Required action: Your output should be the lines from the start of the data through the line containing "must be text", exactly and nothing more.

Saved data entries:

/// Log line layout on stderr
#[derive(Debug, Clone, Copy, Default, PartialEq, Eq, Serialize, Deserialize)]
#[serde(rename_all = "snake_case")]
pub enum LogFormat {
    #[default]
    Text,
    /// One JSON object per event, for log shippers
    Json,
}

impl std::str::FromStr for LogFormat {
    type Err = ConfigError;

    fn from_str(s: &str) -> Result<Self, Self::Err> {
        match s.trim().to_ascii_lowercase().as_str() {
            "text" => Ok(Self::Text),
            "json" => Ok(Self::Json),
            other => Err(ConfigError::Invalid(format!(
                "log_format must be text or json, got '{other}'"
            ))),
        }
    }
}

#[derive(Debug, Clone, Serialize, Deserialize)]
#[serde(default)]
pub struct StorageConfig {
    pub kind: StorageKind,
    /// Local document path (`file`)
    pub path: PathBuf,
    pub endpoint: Option<String>,
    pub bucket: Option<String>,
    pub key: String,
    pub token: Option<String>,
    pub timeout_secs: u64,
    pub retry_attempts: usize,
    pub retry_backoff_ms: u64,
}

impl Default for StorageConfig {
    fn default() -> Self {
        Self {
            kind: StorageKind::File,
            path: PathBuf::from("words.txt"),
            endpoint: None,
            bucket: None,
            key: "words.txt".to_string(),
            token: None,
            timeout_secs: 30,
            retry_attempts: 3,
            retry_backoff_ms: 100,
        }
    }
}

#[derive(Debug, Clone, Serialize, Deserialize)]
#[serde(default)]
pub struct StoreConfig {
    /// Shortest word accepted by add; single letters are rejected by default
    pub min_word_length: usize,
}

impl Default for StoreConfig {
    fn default() -> Self {
        Self { min_word_length: 2 }
    }
}

#[derive(Debug, Clone, Serialize, Deserialize)]
#[serde(default)]
pub struct DictionaryConfig {
    pub base_url: String,
    pub timeout_secs: u64,
    pub min_interval_ms: u64,
    pub user_agent: String,
}

impl Default for DictionaryConfig {
    fn default() -> Self {
        Self {
            base_url: DEFAULT_DICTIONARY_URL.to_string(),
            timeout_secs: 10,
            min_interval_ms: 1000,
            user_agent: concat!("word_filter/", env!("CARGO_PKG_VERSION")).to_string(),
        }
    }
}

#[derive(Debug, Clone, Serialize, Deserialize)]
#[serde(default)]
pub struct CacheConfig {
    pub capacity: usize,
    pub ttl_secs: u64,
    pub unavailable_ttl_secs: u64,
}

impl Default for CacheConfig {
    fn default() -> Self {
        Self {
            capacity: DEFAULT_CACHE_CAPACITY,
            ttl_secs: 7 * 24 * 60 * 60,
            unavailable_ttl_secs: 60,
        }
    }
}

#[derive(Debug, Clone, Serialize, Deserialize)]
#[serde(default)]
pub struct MaintenanceConfig {
    pub batch_size: usize,
    pub batch_pause_ms: u64,
    /// Shortest word the dictionary check will accept
    pub min_valid_length: usize,
}

impl Default for MaintenanceConfig {
    fn default() -> Self {
        Self {
            batch_size: 20,
            batch_pause_ms: 500,
            min_valid_length: 3,
        }
    }
}

#[derive(Debug, Clone, Serialize, Deserialize)]
#[serde(default)]
pub struct Config {
    pub storage: StorageConfig,
    pub store: StoreConfig,
    pub dictionary: DictionaryConfig,
    pub cache: CacheConfig,
    pub maintenance: MaintenanceConfig,
    pub log_level: String,
    pub log_format: LogFormat,
}

impl Default for Config {
    fn default() -> Self {
        Self {
            storage: StorageConfig::default(),
            store: StoreConfig::default(),
            dictionary: DictionaryConfig::default(),
            cache: CacheConfig::default(),
            maintenance: MaintenanceConfig::default(),
            log_level: "info".to_string(),
            log_format: LogFormat::Text,
        }
    }
}

fn truthy(value: &str) -> bool {
    matches!(
        value.trim().to_ascii_lowercase().as_str(),
        "1" | "true" | "yes" | "on"
    )
}
//! Validation against an external dictionary
//!
//! [`ValidationCache`] is the only entry point callers need: it owns the
//! source, the rate limiter and the memo table. [`AcceptancePolicy`] turns
//! a raw lookup into a keep/reject decision for the collection.

mod cache;
mod limiter;
mod policy;
mod record;
mod scripted;
mod source;

pub use cache::{CacheOptions, CacheStats, DEFAULT_CACHE_CAPACITY, DEFAULT_TTL, ValidationCache};
pub use limiter::RateLimiter;
pub use policy::{AcceptancePolicy, Decision};
pub use record::{InvalidReason, Pronunciation, UnavailableReason, ValidationRecord, Verdict};
pub use scripted::ScriptedSource;
pub use source::{
    DictionaryEntry, DictionarySource, HttpDictionarySource, MAX_DEFINITIONS, MAX_EXAMPLES,
    SourceError, parse_entries,
};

Solution to the problem:
/// Log line layout on stderr
#[derive(Debug, Clone, Copy, Default, PartialEq, Eq, Serialize, Deserialize)]
#[serde(rename_all = "snake_case")]
pub enum LogFormat {
    #[default]
    Text,
    /// One JSON object per event, for log shippers
    Json,
}

impl std::str::FromStr for LogFormat {
    type Err = ConfigError;

    fn from_str(s: &str) -> Result<Self, Self::Err> {
        match s.trim().to_ascii_lowercase().as_str() {
            "text" => Ok(Self::Text),
            "json" => Ok(Self::Json),
            other => Err(ConfigError::Invalid(format!(
                "log_format must be text or json, got '{other}'"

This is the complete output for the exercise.